Asynchronous Mobile-Edge Computation Offloading: Energy-Efficient Resource Management

TL;DR

This paper develops energy-efficient resource management strategies for asynchronous mobile-edge computation offloading, optimizing data partitioning and transmission timing to prolong mobile battery life in heterogeneous scenarios.

Contribution

It introduces a novel optimization framework for asynchronous MECO systems, including solutions for general and special case scenarios with different data arrival and deadline orders.

Findings

Optimal resource management reduces mobile energy consumption.

Time sharing balances effective computing power among mobiles.
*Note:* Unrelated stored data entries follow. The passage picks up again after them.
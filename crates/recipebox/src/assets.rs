//! Image asset store.
//!
//! Photos are written as JPEG files into the images directory of a storage
//! root. The store hands back the file path as a string and keeps no record of
//! who references it; detail documents carry the paths.

use std::path::{Path, PathBuf};

use image::codecs::jpeg::JpegEncoder;
use image::imageops::FilterType;
use tracing::{debug, trace, warn};
use uuid::Uuid;

use crate::config::ImageConfig;
use crate::error::{Error, Result};

/// Durable storage for recipe photos.
///
/// Cheap to clone; clones write to the same directory.
#[derive(Debug, Clone)]
pub struct AssetStore {
    dir: PathBuf,
    settings: ImageConfig,
}

impl AssetStore {
    /// Store writing into `dir` with the given encoding settings.
    #[must_use]
    pub fn new(dir: impl Into<PathBuf>, settings: ImageConfig) -> Self {
        Self {
            dir: dir.into(),
            settings,
        }
    }

    /// The images directory.
    #[must_use]
    pub fn dir(&self) -> &Path {
        &self.dir
    }

    /// Save a photo for a recipe and return the stored path.
    ///
    /// Returns `None` if the bytes are not a decodable image or the write
    /// fails; the failure is logged. Callers must not record a path they did
    /// not get back.
    #[must_use]
    pub fn save(&self, image_bytes: &[u8], owner_id: Uuid) -> Option<String> {
        match self.try_save(image_bytes, owner_id) {
            Ok(path) => Some(path),
            Err(e) => {
                warn!("Error saving image for recipe {}: {}", owner_id, e);
                None
            }
        }
    }

    /// Strict form of [`save`](Self::save).
    ///
    /// # Errors
    ///
    /// Returns [`Error::Image`] if the bytes cannot be decoded or re-encoded
    /// and [`Error::FileWrite`] if the file cannot be written.
    pub fn try_save(&self, image_bytes: &[u8], owner_id: Uuid) -> Result<String> {
        let encoded = self.encode(image_bytes)?;

        let path = self.dir.join(format!("{owner_id}_{}.jpg", Uuid::new_v4()));
        std::fs::write(&path, encoded).map_err(|source| Error::FileWrite {
            path: path.clone(),
            source,
        })?;

        debug!("Saved image at {}", path.display());
        Ok(path.to_string_lossy().into_owned())
    }

    /// Read a stored photo. Missing or unreadable files yield `None`.
    #[must_use]
    pub fn load(&self, path: &str) -> Option<Vec<u8>> {
        match self.try_load(path) {
            Ok(bytes) => Some(bytes),
            Err(e) if e.is_not_found() => None,
            Err(e) => {
                warn!("Error loading image: {}", e);
                None
            }
        }
    }

    /// Strict form of [`load`](Self::load).
    ///
    /// # Errors
    ///
    /// Returns [`Error::FileRead`] if the file cannot be read.
    pub fn try_load(&self, path: &str) -> Result<Vec<u8>> {
        std::fs::read(path).map_err(|source| Error::FileRead {
            path: PathBuf::from(path),
            source,
        })
    }

    /// Remove a stored photo, best effort.
    ///
    /// Deleting a path that does not exist is not an error.
    pub fn delete(&self, path: &str) {
        if let Err(e) = self.try_delete(path) {
            warn!("Error deleting image: {}", e);
        }
    }

    /// Strict form of [`delete`](Self::delete). A missing file counts as
    /// deleted.
    ///
    /// # Errors
    ///
    /// Returns [`Error::FileRemove`] for any failure other than the file not
    /// existing.
    pub fn try_delete(&self, path: &str) -> Result<()> {
        match std::fs::remove_file(path) {
            Ok(()) => {
                debug!("Deleted image at {}", path);
                Ok(())
            }
            Err(source) if source.kind() == std::io::ErrorKind::NotFound => Ok(()),
            Err(source) => Err(Error::FileRemove {
                path: PathBuf::from(path),
                source,
            }),
        }
    }

    /// Decode, downscale if needed, and re-encode as JPEG.
    fn encode(&self, image_bytes: &[u8]) -> Result<Vec<u8>> {
        let mut img = image::load_from_memory(image_bytes)?;
        let (width, height) = (img.width(), img.height());

        let max = self.settings.max_dimension;
        if max > 0 && (width > max || height > max) {
            img = img.resize(max, max, FilterType::Lanczos3);
        }

        let mut buf = Vec::new();
        JpegEncoder::new_with_quality(&mut buf, self.settings.jpeg_quality)
            .encode_image(&img.to_rgb8())?;
        trace!(
            "Encoded {}x{} image as {}x{} JPEG, {} -> {} bytes",
            width,
            height,
            img.width(),
            img.height(),
            image_bytes.len(),
            buf.len()
        );
        Ok(buf)
    }
}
Transformation-and-scheduling approach effectively handles reverse order cases.

Abstract

Mobile-edge computation offloading (MECO) is an emerging technology for enhancing mobiles' computation capabilities and prolonging their battery lives, by offloading intensive computation from mobiles to nearby servers such as base stations. In this paper, we study the energy-efficient resource-management policy for the asynchronous MECO system, where the mobiles have heterogeneous input-data arrival time instants and computation deadlines. First, we consider the general case with arbitrary arrival-deadline orders. Based on the monomial energy-consumption model for data transmission, an optimization problem is formulated to minimize the total mobile-energy consumption under the time-sharing and computation-deadline constraints. The optimal resource-management policy for data partitioning (for offloading and local computing) and time division (for transmissions) is shown to be computed by using the block coordinate decent method. To gain further insights, we study the optimal resource-management design for two special cases. First, consider the case of identical arrival-deadline orders, i.e., a mobile with input data arriving earlier also needs to complete computation earlier. The optimization problem is reduced to two sequential problems corresponding to the optimal scheduling order and joint data-partitioning and time-division given the optimal order. It is found that the optimal time-division policy tends to balance the defined effective computing power among offloading mobiles via time sharing. Furthermore, this solution approach is extended to the case of reverse arrival-deadline orders. The corresponding time-division policy is derived by a proposed transformation-and-scheduling approach, which first determines the total offloading duration and data size for each mobile in the transformation phase and then specifies the offloading intervals for each mobile in the scheduling phase.